Once you are up and running it's quick to test motor current and acceleration to find the best compromise between motor temperature and torque required for your specific setup.
-
Okay, awesome! I will put it down to 1.2 and see how that runs, if there is no issues, i could bring it down a little more. Thank you!
-
From a practical stand point, set it lower, as have been suggested by David and Tony. I have used just 500ma with good results until I have started printing faster, then I have bumped it up to 1A. My drivers stay cool, and steppers (2A rating) are just a little warm when printing. You can also play with the idle current. I think that default is 60%, but in some cases, it could be lowered to 30%.
To know for sure what 1.7A is, you would have to read some fine print in the instructions manual or the manufacturer website, but usually, it is the effective current (which is usually stated as RMS or root mean square for a sin wave AC current). I assume that we are setting the effective current in the config.
-
The figure you put in config.g is the peak current per phase that the drivers will deliver to the motors.
-
The figure you put in config.g is the peak current per phase that the drivers will deliver to the motors.
Thanks for the clarification. That removes any doubts.
-
Awesome, thank you guys. I will be sure to get that set to the lowest i can possibly go.
I'm pretty sure i could go quite low as i'm looking for speed out of this printer right now, quality is much more worthwhile for me on this machine. I might build a separate machine running another duet simply for speed to save me keep switch up settings and config.
Thank you!
-
A risk of going too low is that if you get a blob or curl up on your print and the head hits it, at lower currents the motor is more likely to skip steps. Also at very low currents, the microsteps are less uniform because the detent torque becomes significant in comparison to the torque due to current. That's why I suggested a minimum of 50% of rated current.

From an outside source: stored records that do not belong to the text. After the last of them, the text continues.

//! No Operation CC (0x00).
//!
//! The only CC without a command byte; its single purpose is to ping a node
//! at the protocol level.

use crate::error::CCError;
use crate::validate_payload;

#[derive(Debug, Clone, Copy, PartialEq, Eq)]
pub struct NoOperationCC;

impl NoOperationCC {
    pub fn parse(payload: &[u8]) -> Result<Self, CCError> {
        validate_payload!(payload.is_empty(), "no operation carries no payload");
        Ok(NoOperationCC)
    }
}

The motors on my delta are rated at 1.68A and I run them at 1.0A which is about 60%. The heat generation increases with the square of the current, so at 1A they only generate 35% as much heat as they would at full current.
-
I might build a separate machine running another duet simply for speed to save me keep switch up settings and config.
Thank you!
That sounds a bit extreme. Don't forget that just about anything that goes in you config.g can be overridden. So, for example if you wanted to increase the motor currents in order to be able to print a particular item faster, you can change them in the start g-code of you slicer (and put them back to "normal" in the end g-code). I do a similar thing with my homing files but in this case I lower them at the start in order to limit potential damage in the (unlikely) event of an end stop not triggering, then put them back up at the end of the homing file. Be aware also that you can use the "I" parameter in your M906 command to set the motor idle factor. I run my 2.0 Amp steppers at 1.8 amps for printing (because I have a big heavy hot end to throw around) but lower this to 20% when the motors are idle which is more than sufficient for my machine.
HTH
-
Better may be to have a pair of macros a high speed one and a low speed one rather than mess with the Slicer settings each time mind having said that you'd need to anyway to tell the slicer to speed up.

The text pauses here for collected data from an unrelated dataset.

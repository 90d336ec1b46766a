//! CRC-16 Encapsulation CC (0x56).
//!
//! Adds an application-level checksum for nodes on networks where the
//! link-layer checksum is considered too weak. The CRC covers the CC id,
//! the command byte, and the inner CC bytes.

use crate::crc16::crc16_aug_ccitt;
use crate::error::CCError;
use crate::validate_payload;

pub const ENCAP: u8 = 0x01;

const CC_ID: u8 = 0x56;

#[derive(Debug, Clone, PartialEq, Eq)]
pub enum Crc16CC {
    Encap {
        /// The serialized inner CC, checksum already stripped and verified.
        inner: Vec<u8>,
    },
}

impl Crc16CC {
    pub fn command(&self) -> u8 {
        ENCAP
    }

    pub fn parse(command: u8, payload: &[u8]) -> Result<Self, CCError> {
        match command {
            ENCAP => {
                validate_payload!(payload.len() >= 4, "crc16 encap needs inner cc and checksum");
                let (inner, crc_bytes) = payload.split_at(payload.len() - 2);
                let expected = u16::from_be_bytes([crc_bytes[0], crc_bytes[1]]);

                let mut covered = vec![CC_ID, ENCAP];
                covered.extend_from_slice(inner);
                validate_payload!(
                    crc16_aug_ccitt(&covered) == expected,
                    "crc16 encap checksum mismatch"
                );

                Ok(Crc16CC::Encap {
                    inner: inner.to_vec(),
                })
            }
            other => Err(CCError::UnknownCommand {
                cc: CC_ID,
                command: other,
            }),
        }
    }

    pub fn write_payload(&self, out: &mut Vec<u8>) {
        match self {
            Crc16CC::Encap { inner } => {
                let mut covered = vec![CC_ID, ENCAP];
                covered.extend_from_slice(inner);
                let crc = crc16_aug_ccitt(&covered);
                out.extend_from_slice(inner);
                out.extend_from_slice(&crc.to_be_bytes());
            }
        }
    }
}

Beauty of S3D is that you can set up different profiles/processes for just this?
Doug
-
Hi Doug,
You could do it all with a macro - just add an M220 command to increase the overall speed. That's a bit crude though as you'd probably want to keep things like bridge speed, small perimeters and gap fill quite low. In this respect, Slic3R will do the same as S3D. You'd just put the motor currents in the Start and End gcode section of your printer then click Save As and call it "MyPrinterHighCurrent" or some such. Then in "Print settings" change the speeds but selectively rather than globally the do a save as "Fast" or some such. So, you can easily toggle between standard and high current printer versions and also standard and fast speed.
Ian
-
There is always more than one way to skin a cat as they say lol
-
There is always more than one way to skin a cat as they say lol
Totally agree, and the best way to skin a cat varies from individual to individual depending on what tools they have available and how familiar they are with those tools.
-
Exactly?
-
Hi everyone,
In the recommendations they say we should use motors with rated current of at least 1.2A. Why ? What if I use a motor with lower rated current ?

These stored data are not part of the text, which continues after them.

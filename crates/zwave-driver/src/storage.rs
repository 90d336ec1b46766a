//! Network cache persistence.
//!
//! One JSON document per home id holds everything worth keeping across
//! sessions: node identity and capabilities, the last interview stage
//! reached, per-endpoint CCs, security class, stateful values, and
//! association groups. Writes are atomic (write to `.tmp`, then rename).

use std::collections::BTreeMap;
use std::path::{Path, PathBuf};

use serde::{Deserialize, Serialize};
use tokio::fs;

use zwave_cc::security::SecurityClass;
use zwave_serial::message::payloads::{FrequentListening, MaxBaudRate};
use zwave_serial::message::NodeProtocolInfo;

use crate::interview::InterviewStage;
use crate::node::{Endpoint, Node};
use crate::value_db::{Value, ValueId};

/// Errors from cache operations.
#[derive(Debug, thiserror::Error)]
pub enum StorageError {
    #[error("I/O error: {0}")]
    Io(#[from] std::io::Error),

    #[error("serialization error: {0}")]
    Serialize(String),

    #[error("deserialization error: {0}")]
    Deserialize(String),

    #[error("failed to determine cache directory: {0}")]
    Directory(String),
}

/// Serializable mirror of [`NodeProtocolInfo`].
#[derive(Debug, Clone, Serialize, Deserialize)]
pub struct CachedProtocolInfo {
    pub listening: bool,
    pub frequent_listening_ms: u16,
    pub routing: bool,
    pub max_baud: u32,
    pub protocol_version: u8,
    pub secure: bool,
    pub beaming: bool,
    pub basic_class: u8,
    pub generic_class: u8,
    pub specific_class: u8,
}

impl From<&NodeProtocolInfo> for CachedProtocolInfo {
    fn from(info: &NodeProtocolInfo) -> Self {
        Self {
            listening: info.listening,
            frequent_listening_ms: match info.frequent_listening {
                FrequentListening::No => 0,
                FrequentListening::Every250ms => 250,
                FrequentListening::Every1000ms => 1000,
            },
            routing: info.routing,
            max_baud: match info.max_baud_rate {
                MaxBaudRate::Baud9600 => 9_600,
                MaxBaudRate::Baud40k => 40_000,
                MaxBaudRate::Baud100k => 100_000,
            },
            protocol_version: info.protocol_version,
            secure: info.secure,
            beaming: info.beaming,
            basic_class: info.basic_class,
            generic_class: info.generic_class,
            specific_class: info.specific_class,
        }
    }
}

impl From<&CachedProtocolInfo> for NodeProtocolInfo {
    fn from(cached: &CachedProtocolInfo) -> Self {
        Self {
            listening: cached.listening,
            frequent_listening: match cached.frequent_listening_ms {
                250 => FrequentListening::Every250ms,
                1000 => FrequentListening::Every1000ms,
                _ => FrequentListening::No,
            },
            routing: cached.routing,
            max_baud_rate: match cached.max_baud {
                100_000 => MaxBaudRate::Baud100k,
                40_000 => MaxBaudRate::Baud40k,
                _ => MaxBaudRate::Baud9600,
            },
            protocol_version: cached.protocol_version,
            secure: cached.secure,
            beaming: cached.beaming,
            basic_class: cached.basic_class,
            generic_class: cached.generic_class,
            specific_class: cached.specific_class,
        }
    }
}

fn security_class_to_str(class: SecurityClass) -> &'static str {
    match class {
        SecurityClass::S2AccessControl => "s2-access-control",
        SecurityClass::S2Authenticated => "s2-authenticated",
        SecurityClass::S2Unauthenticated => "s2-unauthenticated",
        SecurityClass::S0 => "s0",
    }
}

fn security_class_from_str(s: &str) -> Option<SecurityClass> {
    match s {
        "s2-access-control" => Some(SecurityClass::S2AccessControl),
        "s2-authenticated" => Some(SecurityClass::S2Authenticated),
        "s2-unauthenticated" => Some(SecurityClass::S2Unauthenticated),
        "s0" => Some(SecurityClass::S0),
        _ => None,
    }
}

#[derive(Debug, Clone, Serialize, Deserialize, Default)]
pub struct CachedEndpoint {
    pub generic_class: u8,
    pub specific_class: u8,
    pub supported_ccs: Vec<u8>,
}

/// A persisted stateful value.
#[derive(Debug, Clone, Serialize, Deserialize)]
pub struct CachedValue {
    pub id: ValueId,
    pub value: Value,
}

/// Everything the cache keeps for one node.
#[derive(Debug, Clone, Serialize, Deserialize, Default)]
pub struct CachedNode {
    pub interview_stage: InterviewStage,
    #[serde(default, skip_serializing_if = "Option::is_none")]
    pub protocol_info: Option<CachedProtocolInfo>,
    #[serde(default)]
    pub supported_ccs: Vec<u8>,
    #[serde(default)]
    pub controlled_ccs: Vec<u8>,
    #[serde(default)]
    pub cc_versions: BTreeMap<u8, u8>,
    #[serde(default)]
    pub endpoints: BTreeMap<u8, CachedEndpoint>,
    #[serde(default, skip_serializing_if = "Option::is_none")]
    pub security_class: Option<String>,
    #[serde(default)]
    pub values: Vec<CachedValue>,
    #[serde(default)]
    pub association_groups: BTreeMap<u8, Vec<u8>>,
    #[serde(default, skip_serializing_if = "Option::is_none")]
    pub association_group_count: Option<u8>,
    #[serde(default, skip_serializing_if = "Option::is_none")]
    pub wake_up_interval: Option<u32>,
    #[serde(default, skip_serializing_if = "Option::is_none")]
    pub manufacturer_id: Option<u16>,
    #[serde(default, skip_serializing_if = "Option::is_none")]
    pub product_type: Option<u16>,
    #[serde(default, skip_serializing_if = "Option::is_none")]
    pub product_id: Option<u16>,
    #[serde(default)]
    pub interview_attempts: u8,
    #[serde(default)]
    pub dead: bool,
}

impl CachedNode {
    /// Snapshot a live node (values are added separately by the caller).
    pub fn from_node(node: &Node) -> Self {
        Self {
            // The volatile stages are not resumable; persist the last
            // persisted-stage boundary instead.
            interview_stage: if node.interview_stage == InterviewStage::Complete {
                InterviewStage::Complete
            } else {
                node.interview_stage.min(InterviewStage::Static)
            },
            protocol_info: node.protocol_info.as_ref().map(CachedProtocolInfo::from),
            supported_ccs: node.supported_ccs.clone(),
            controlled_ccs: node.controlled_ccs.clone(),
            cc_versions: node.cc_versions.clone(),
            endpoints: node
                .endpoints
                .iter()
                .map(|(&index, ep)| {
                    (
                        index,
                        CachedEndpoint {
                            generic_class: ep.generic_class,
                            specific_class: ep.specific_class,
                            supported_ccs: ep.supported_ccs.clone(),
                        },
                    )
                })
                .collect(),
            security_class: node.security_class.map(|c| security_class_to_str(c).to_string()),
            values: Vec::new(),
            association_groups: node.association_groups.clone(),
            association_group_count: node.association_group_count,
            wake_up_interval: node.wake_up_interval,
            manufacturer_id: node.manufacturer_id,
            product_type: node.product_type,
            product_id: node.product_id,
            interview_attempts: node.interview_attempts,
            dead: node.dead,
        }
    }

    /// Rebuild a node from its cached state.
    pub fn restore(&self, node_id: u8) -> Node {
        let mut node = Node::new(node_id);
        node.interview_stage = self.interview_stage;
        node.protocol_info = self.protocol_info.as_ref().map(NodeProtocolInfo::from);
        node.supported_ccs = self.supported_ccs.clone();
        node.controlled_ccs = self.controlled_ccs.clone();
        node.nif_received = !self.supported_ccs.is_empty();
        node.cc_versions = self.cc_versions.clone();
        node.endpoints = self
            .endpoints
            .iter()
            .map(|(&index, ep)| {
                (
                    index,
                    Endpoint {
                        index,
                        generic_class: ep.generic_class,
                        specific_class: ep.specific_class,
                        supported_ccs: ep.supported_ccs.clone(),
                    },
                )
            })
            .collect();
        node.security_class = self
            .security_class
            .as_deref()
            .and_then(security_class_from_str);
        node.association_groups = self.association_groups.clone();
        node.association_group_count = self.association_group_count;
        node.wake_up_interval = self.wake_up_interval;
        node.manufacturer_id = self.manufacturer_id;
        node.product_type = self.product_type;
        node.product_id = self.product_id;
        node.interview_attempts = self.interview_attempts;
        node.dead = self.dead;
        // A restored sleeping node is presumed asleep until it talks.
        node.awake = !node.is_sleeping_capable();
        node
    }
}

/// The persisted network document.
#[derive(Debug, Clone, Serialize, Deserialize, Default)]
pub struct NetworkCache {
    pub home_id: u32,
    pub own_node_id: u8,
    pub nodes: BTreeMap<u8, CachedNode>,
}

/// File-backed cache store partitioned by home id.
#[derive(Debug)]
pub struct CacheStore {
    base_dir: PathBuf,
}

impl CacheStore {
    /// Create a store, creating the directory if needed.
    pub fn new(base_dir: PathBuf) -> Result<Self, StorageError> {
        std::fs::create_dir_all(&base_dir)?;
        Ok(Self { base_dir })
    }

    /// Create a store at the default path (`~/.zwave/cache`).
    pub fn default_path() -> Result<Self, StorageError> {
        let home = dirs::home_dir()
            .ok_or_else(|| StorageError::Directory("could not determine home directory".into()))?;
        Self::new(home.join(".zwave").join("cache"))
    }

    fn file_for(&self, home_id: u32) -> PathBuf {
        self.base_dir.join(format!("{home_id:08x}.json"))
    }

    /// Load the cache for a network. Returns `Ok(None)` when nothing was
    /// persisted yet.
    pub async fn load(&self, home_id: u32) -> Result<Option<NetworkCache>, StorageError> {
        let path = self.file_for(home_id);
        match fs::read(&path).await {
            Ok(bytes) => {
                let cache: NetworkCache = serde_json::from_slice(&bytes)
                    .map_err(|e| StorageError::Deserialize(e.to_string()))?;
                Ok(Some(cache))
            }
            Err(e) if e.kind() == std::io::ErrorKind::NotFound => Ok(None),
            Err(e) => Err(StorageError::Io(e)),
        }
    }

    /// Persist the cache with at-least-once durability.
    pub async fn flush(&self, cache: &NetworkCache) -> Result<(), StorageError> {
        let bytes = serde_json::to_vec_pretty(cache)
            .map_err(|e| StorageError::Serialize(e.to_string()))?;
        self.atomic_write(&self.file_for(cache.home_id), &bytes).await
    }

    /// Write data atomically: write to a `.tmp` file then rename.
    async fn atomic_write(&self, path: &Path, data: &[u8]) -> Result<(), StorageError> {
        let tmp_path = path.with_extension("tmp");
        fs::write(&tmp_path, data).await?;
        fs::rename(&tmp_path, path).await?;
        Ok(())
    }
}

And what change when I run the motor with lower or higher current ?
Thanks -
If you use a motor with a lower rated current, then unless it is a very short motor it will have high inductance, and that will limit the maximum available movement speed.
-
What about stallguard on the duet wifi? If M906 sets the maximum allowed current, then what determines the normal operating current?
-
M906 does set the normal operating current.